L’emergenza coronavirus ci ha anche catapultato in uno “stato d’eccezionalità” in cui sono stati messi in discussione diritti, libertà individuali e quei pur flebili meccanismi di redistribuzione della ricchezza in funzione nel nostro paese. Quale il ruolo del mondo della cooperazione sociale in questo contesto? 

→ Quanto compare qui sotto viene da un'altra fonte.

//! Analyze command - batch scan with text or JSON output

use crate::config::ModscopeConfig;
use crate::models::{Diagnostic, Severity};
use crate::pipeline::{self, ScanReport};
use anyhow::Result;
use console::style;
use indexmap::IndexMap;
use std::fmt::Write as _;
use std::path::{Path, PathBuf};

pub fn run(
    path: &Path,
    config: Option<ModscopeConfig>,
    format: &str,
    fail_under: Option<u8>,
) -> Result<()> {
    let report = pipeline::scan(path, config)?;

    let output = match format {
        "json" => serde_json::to_string_pretty(&report)?,
        _ => render_text(&report),
    };
    println!("{}", output);

    if let Some(threshold) = fail_under {
        if report.score.value < threshold {
            eprintln!(
                "{} Score {} is below --fail-under {}",
                style("✗").red(),
                report.score.value,
                threshold
            );
            std::process::exit(1);
        }
    }
    Ok(())
}

fn severity_label(severity: Severity) -> String {
    match severity {
        Severity::Error => style("error").red().bold().to_string(),
        Severity::Warning => style("warning").yellow().to_string(),
        Severity::Info => style("info").blue().to_string(),
    }
}

fn score_style(value: u8) -> console::StyledObject<u8> {
    match value {
        90.. => style(value).green().bold(),
        75..=89 => style(value).green(),
        50..=74 => style(value).yellow(),
        _ => style(value).red().bold(),
    }
}

/// Diagnostics grouped by file in first-seen order; project findings without a file come last
fn group_by_file(diagnostics: &[Diagnostic]) -> IndexMap<PathBuf, Vec<&Diagnostic>> {
    let mut groups: IndexMap<PathBuf, Vec<&Diagnostic>> = IndexMap::new();
    for d in diagnostics.iter().filter(|d| !d.file_path.as_os_str().is_empty()) {
        groups.entry(d.file_path.clone()).or_default().push(d);
    }
    let unplaced: Vec<&Diagnostic> = diagnostics
        .iter()
        .filter(|d| d.file_path.as_os_str().is_empty())
        .collect();
    if !unplaced.is_empty() {
        groups.insert(PathBuf::new(), unplaced);
    }
    groups
}

pub fn render_text(report: &ScanReport) -> String {
    let mut out = String::new();
    let project = &report.project;

    let _ = writeln!(out, "\n{}", style("Modscope Analysis").bold());
    let _ = writeln!(out, "{}", style("──────────────────────────────────────").dim());
    if let Some(name) = &project.name {
        let _ = write!(out, "Project: {}  ", style(name).cyan());
    }
    if let Some(version) = &project.framework_version {
        let _ = write!(out, "Framework: {}  ", version);
    }
    if let Some(orm) = &project.orm {
        let _ = write!(out, "ORM: {}", orm);
    }
    let _ = writeln!(out);
    let _ = writeln!(
        out,
        "Files: {}  Modules: {}  Providers: {}  Controllers: {}",
        project.file_count, project.module_count, project.provider_count, project.controller_count
    );
    if !project.projects.is_empty() {
        let _ = writeln!(out, "Projects: {}", project.projects.join(", "));
    }
    let _ = writeln!(out);

    for (file, diagnostics) in group_by_file(&report.diagnostics) {
        let heading = if file.as_os_str().is_empty() {
            "(project)".to_string()
        } else {
            file.display().to_string()
        };
        let _ = writeln!(out, "{}", style(heading).underlined());
        for d in diagnostics {
            let _ = writeln!(
                out,
                "  {:>5}:{:<3} {:<7} {}  {}",
                d.line,
                d.column,
                severity_label(d.severity),
                d.message,
                style(&d.rule_id).dim()
            );
            let _ = writeln!(out, "             {} {}", style("help:").dim(), d.help);
        }
        let _ = writeln!(out);
    }

    let s = &report.summary;
    if s.total == 0 {
        let _ = writeln!(out, "{} No issues found", style("✓").green());
    } else {
        let _ = writeln!(
            out,
            "{} ({} errors, {} warnings, {} info)",
            style(format!("{} diagnostics", s.total)).bold(),
            s.errors,
            s.warnings,
            s.info
        );
    }
    for e in &report.rule_errors {
        let location = e
            .file_path
            .as_ref()
            .map(|p| format!(" on {}", p.display()))
            .unwrap_or_default();
        let _ = writeln!(
            out,
            "{} rule {} failed{}: {}",
            style("!").yellow(),
            e.rule_id,
            location,
            e.error
        );
    }

    let _ = writeln!(
        out,
        "\nScore: {}/100 {}  {}",
        score_style(report.score.value),
        style(&report.score.label).bold(),
        style(format!("({}ms)", report.elapsed_ms)).dim()
    );
    out
}
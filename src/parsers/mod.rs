//! Source parsers using tree-sitter
//!
//! Turns a TypeScript file into a [`SourceUnit`]: the declared classes with
//! their decorators, constructor parameters and methods, plus the file's
//! import statements. The rest of the crate only ever reads these units.

pub mod typescript;

use anyhow::{Context, Result};
use serde::{Deserialize, Serialize};
use std::path::{Path, PathBuf};

/// Parse a file from disk. `rel_path` is the path recorded on the unit.
pub fn parse_file(path: &Path, rel_path: &Path) -> Result<SourceUnit> {
    let source = std::fs::read_to_string(path)
        .with_context(|| format!("Failed to read file: {}", path.display()))?;
    typescript::parse_source(&source, rel_path)
}

/// Whether a path is a TypeScript source we analyze
pub fn is_analyzable(path: &Path) -> bool {
    let Some(name) = path.file_name().and_then(|n| n.to_str()) else {
        return false;
    };
    name.ends_with(".ts")
        && !name.ends_with(".d.ts")
        && !name.ends_with(".spec.ts")
        && !name.ends_with(".test.ts")
        && !name.ends_with(".e2e-spec.ts")
}

/// A marker annotation attached to a class, member or parameter
#[derive(Debug, Clone, Default, PartialEq, Eq, Serialize, Deserialize)]
pub struct Decorator {
    /// Marker name without `@` or namespace prefix (`Injectable`)
    pub name: String,
    /// Literal text of the first call argument, if the decorator was called
    pub argument: Option<String>,
}

/// Explicit member visibility
#[derive(Debug, Clone, Copy, PartialEq, Eq, Serialize, Deserialize)]
#[serde(rename_all = "lowercase")]
pub enum Visibility {
    Public,
    Protected,
    Private,
}

impl Visibility {
    pub fn parse(text: &str) -> Option<Visibility> {
        match text.trim() {
            "public" => Some(Visibility::Public),
            "protected" => Some(Visibility::Protected),
            "private" => Some(Visibility::Private),
            _ => None,
        }
    }
}

/// A constructor parameter
#[derive(Debug, Clone, Default, PartialEq, Eq, Serialize, Deserialize)]
pub struct Parameter {
    pub name: String,
    /// Type annotation text without the leading colon
    pub type_text: Option<String>,
    /// Modifier keywords in source order (`private`, `readonly`, ...)
    pub modifiers: Vec<String>,
    pub readonly: bool,
    pub decorators: Vec<Decorator>,
}

/// A method declared in a class body (constructors excluded)
#[derive(Debug, Clone, PartialEq, Eq, Serialize, Deserialize)]
pub struct MethodInfo {
    pub name: String,
    /// `None` when no visibility keyword was written
    pub visibility: Option<Visibility>,
    pub is_static: bool,
    pub is_async: bool,
    pub decorators: Vec<Decorator>,
    pub line: u32,
    pub column: u32,
    pub line_end: u32,
}

/// A class declaration
#[derive(Debug, Clone, PartialEq, Eq, Serialize, Deserialize)]
pub struct ClassInfo {
    pub name: String,
    /// Position of the class name (1-based)
    pub line: u32,
    pub column: u32,
    pub line_end: u32,
    pub decorators: Vec<Decorator>,
    pub extends: Option<String>,
    pub implements: Vec<String>,
    pub constructor_params: Vec<Parameter>,
    pub methods: Vec<MethodInfo>,
}

/// An import statement
#[derive(Debug, Clone, Default, PartialEq, Eq, Serialize, Deserialize)]
pub struct ImportInfo {
    /// Module specifier (`@nestjs/common`, `./users.service`)
    pub specifier: String,
    /// Bound names (default, named and namespace imports)
    pub names: Vec<String>,
    /// `import type ...`
    pub is_type_only: bool,
    pub line: u32,
}

/// One parsed file
#[derive(Debug, Clone, Default, Serialize, Deserialize)]
pub struct SourceUnit {
    /// Path relative to the scanned root
    pub path: PathBuf,
    pub source: String,
    pub line_count: u32,
    pub classes: Vec<ClassInfo>,
    pub imports: Vec<ImportInfo>,
}

impl SourceUnit {
    /// Source lines, 0-indexed
    pub fn lines(&self) -> Vec<&str> {
        self.source.lines().collect()
    }

    /// Find a class declared in this file
    pub fn class(&self, name: &str) -> Option<&ClassInfo> {
        self.classes.iter().find(|c| c.name == name)
    }
}

#[cfg(test)]
mod tests {
    use super::*;

    #[test]
    fn test_is_analyzable() {
        assert!(is_analyzable(Path::new("src/app.module.ts")));
        assert!(!is_analyzable(Path::new("src/app.module.spec.ts")));
        assert!(!is_analyzable(Path::new("src/types.d.ts")));
        assert!(!is_analyzable(Path::new("test/app.e2e-spec.ts")));
        assert!(!is_analyzable(Path::new("src/main.js")));
    }

    #[test]
    fn test_visibility_parse() {
        assert_eq!(Visibility::parse("private"), Some(Visibility::Private));
        assert_eq!(Visibility::parse(" public "), Some(Visibility::Public));
        assert_eq!(Visibility::parse("readonly"), None);
    }
}
#[cfg(test)]
mod tests {
    use super::*;
    use tempfile::tempdir;

    const MODULES: &str = "@Module({ imports: [BModule] })\nexport class AModule {}\n";
    const B_MODULE: &str = "@Module({ imports: [AModule] })\nexport class BModule {}\n";
    const LEAKY: &str = "export const jwt = { secret: 'hunter2hunter2' };\n";

    fn write(root: &Path, rel: &str, content: &str) {
        let path = root.join(rel);
        std::fs::create_dir_all(path.parent().unwrap()).unwrap();
        std::fs::write(path, content).unwrap();
    }

    fn count(result: &ScanResult, rule_id: &str) -> usize {
        result.diagnostics.iter().filter(|d| d.rule_id == rule_id).count()
    }

    #[test]
    fn test_initialize_then_incremental() {
        let dir = tempdir().unwrap();
        write(dir.path(), "src/a.module.ts", MODULES);
        write(dir.path(), "src/b.module.ts", B_MODULE);
        write(dir.path(), "src/config.ts", LEAKY);

        let mut session = ScanSession::new(dir.path(), None);
        assert_eq!(session.state(), SessionState::Uninitialized);

        let init = session.initialize().unwrap();
        assert_eq!(session.state(), SessionState::Ready);
        assert_eq!(init.scan_type, ScanType::Full);
        assert_eq!(count(&init, "security/hardcoded-secret"), 1);
        assert_eq!(count(&init, "architecture/no-circular-module-deps"), 1);
        assert_eq!(session.cached_files(), 3);

        // Fix the secret: the file entry is replaced, the cycle is still reported
        write(dir.path(), "src/config.ts", "export const jwt = { secret: process.env.JWT };\n");
        let result = session.file_changed(Path::new("src/config.ts")).unwrap();
        assert_eq!(result.scan_type, ScanType::Incremental);
        assert_eq!(count(&result, "security/hardcoded-secret"), 0);
        assert_eq!(count(&result, "architecture/no-circular-module-deps"), 1);

        // Break the cycle: project rules rerun on every change
        write(dir.path(), "src/b.module.ts", "@Module({})\nexport class BModule {}\n");
        let result = session.file_changed(&dir.path().join("src/b.module.ts")).unwrap();
        assert_eq!(count(&result, "architecture/no-circular-module-deps"), 0);
    }

    #[test]
    fn test_unchanged_files_come_from_cache() {
        let dir = tempdir().unwrap();
        write(dir.path(), "src/config.ts", LEAKY);
        write(dir.path(), "src/other.ts", "export const x = 1;\n");

        let mut session = ScanSession::new(dir.path(), None);
        session.initialize().unwrap();

        // Changing the file on disk without notifying keeps the cached entry
        write(dir.path(), "src/config.ts", "export const clean = true;\n");
        let result = session.file_changed(Path::new("src/other.ts")).unwrap();
        assert_eq!(count(&result, "security/hardcoded-secret"), 1);

        let result = session.full_rescan().unwrap();
        assert_eq!(result.scan_type, ScanType::Full);
        assert_eq!(count(&result, "security/hardcoded-secret"), 0);
    }

    #[test]
    fn test_deleted_file_drops_entry() {
        let dir = tempdir().unwrap();
        write(dir.path(), "src/config.ts", LEAKY);

        let mut session = ScanSession::new(dir.path(), None);
        session.initialize().unwrap();
        assert!(session.cached_diagnostics(Path::new("src/config.ts")).is_some());

        std::fs::remove_file(dir.path().join("src/config.ts")).unwrap();
        let result = session.file_changed(Path::new("src/config.ts")).unwrap();
        assert!(result.diagnostics.is_empty());
        assert!(session.cached_diagnostics(Path::new("src/config.ts")).is_none());
    }

    #[test]
    fn test_outside_and_ignored_files_stay_out() {
        let dir = tempdir().unwrap();
        let root = dir.path().join("app");
        write(&root, "src/a.ts", "export const a = 1;\n");
        write(&root, ".gitignore", "scratch/\n");
        write(&root, "scratch/leak.ts", LEAKY);
        write(dir.path(), "other/leak.ts", LEAKY);

        let mut session = ScanSession::new(&root, None);
        let init = session.initialize().unwrap();
        assert!(init.diagnostics.is_empty());
        assert_eq!(session.cached_files(), 1);

        let outside = session.file_changed(&dir.path().join("other/leak.ts")).unwrap();
        assert!(outside.diagnostics.is_empty());
        let escaping = session.file_changed(Path::new("../other/leak.ts")).unwrap();
        assert!(escaping.diagnostics.is_empty());

        let ignored = session.file_changed(Path::new("scratch/leak.ts")).unwrap();
        assert!(ignored.diagnostics.is_empty());
        assert_eq!(session.cached_files(), 1);
        assert_eq!(session.state(), SessionState::Ready);

        let full = session.full_rescan().unwrap();
        assert_eq!(full.diagnostics, ignored.diagnostics);
    }

    #[test]
    fn test_missing_project_terminates() {
        let mut session = ScanSession::new("/no/such/project", None);
        let err = session.initialize().unwrap_err();
        assert!(err.is_missing());
        assert_eq!(session.state(), SessionState::Terminated);
        assert!(matches!(session.full_rescan(), Err(ScanError::InvalidState("terminated"))));
    }

    #[test]
    fn test_root_removed_after_init() {
        let dir = tempdir().unwrap();
        let root = dir.path().join("app");
        write(&root, "src/a.ts", "export const a = 1;\n");

        let mut session = ScanSession::new(&root, None);
        session.initialize().unwrap();
        std::fs::remove_dir_all(&root).unwrap();

        let err = session.file_changed(Path::new("src/a.ts")).unwrap_err();
        assert!(err.is_missing());
        assert_eq!(session.state(), SessionState::Terminated);
    }

    #[test]
    fn test_message_shapes() {
        let msg: HostMessage =
            serde_json::from_str(r#"{"type":"FileChanged","filePath":"src/a.ts"}"#).unwrap();
        assert_eq!(msg, HostMessage::FileChanged { file_path: PathBuf::from("src/a.ts") });
        let msg: HostMessage = serde_json::from_str(r#"{"type":"FullScan"}"#).unwrap();
        assert_eq!(msg, HostMessage::FullScan);

        let out = serde_json::to_value(WorkerMessage::Result {
            diagnostics: vec![],
            elapsed_ms: 3,
            scan_type: ScanType::Incremental,
        })
        .unwrap();
        assert_eq!(out["type"], "Result");
        assert_eq!(out["elapsedMs"], 3);
        assert_eq!(out["scanType"], "incremental");
        assert_eq!(serde_json::to_value(WorkerMessage::Missing).unwrap()["type"], "Missing");
    }
}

Si tratta di una questione molto complessa. Sicuramente la cooperazione sociale potrà svolgere un ruolo per migliorare il rapporto tra libertà individuale e sviluppo, però è evidente che dipenderà dai modelli di sviluppo che si scelgono. La compressione dei diritti è un fatto su cui abbiamo espresso preoccupazione anche dal mondo cooperativo: si può dire che la vicenda del coronavirus ci abbia fatto scoprire cose che in molti in realtà sapevano già, cioè che il livello di controllo sugli individui nelle nostre società è pesantissimo. Pensiamo al fatto che oggi si discute di utilizzare app per il tracciamento di massa; è evidente che la sfida in questione riguarda anche il mondo cooperativo sociale, ma il ruolo principale nella gestione del problema riguarda le capacità della politica, dei movimenti e delle persone di organizzarsi per costruire meccanismi di risposta a questa ondata di un qualcosa che potremmo definire autoritarismo. Si tratta di provvedimenti probabilmente giustificati in questa fase - non voglio mettere in discussione certe misure con cui purtroppo dobbiamo confrontarci, e rispetto alle quali poi ciascuno ha il suo punto di vista. Riteniamo ad ogni modo che un elevato controllo sociale, unito all’isolamento delle persone, costituisca un fenomeno certamente pericoloso, perché mina la libertà individuale, quella complessiva della società, e senza libertà non può esserci giustizia sociale. Noi possiamo dare il nostro contributo dal punto di vista della giustizia sociale nel senso di aiutare gli ultimi e renderli protagonisti.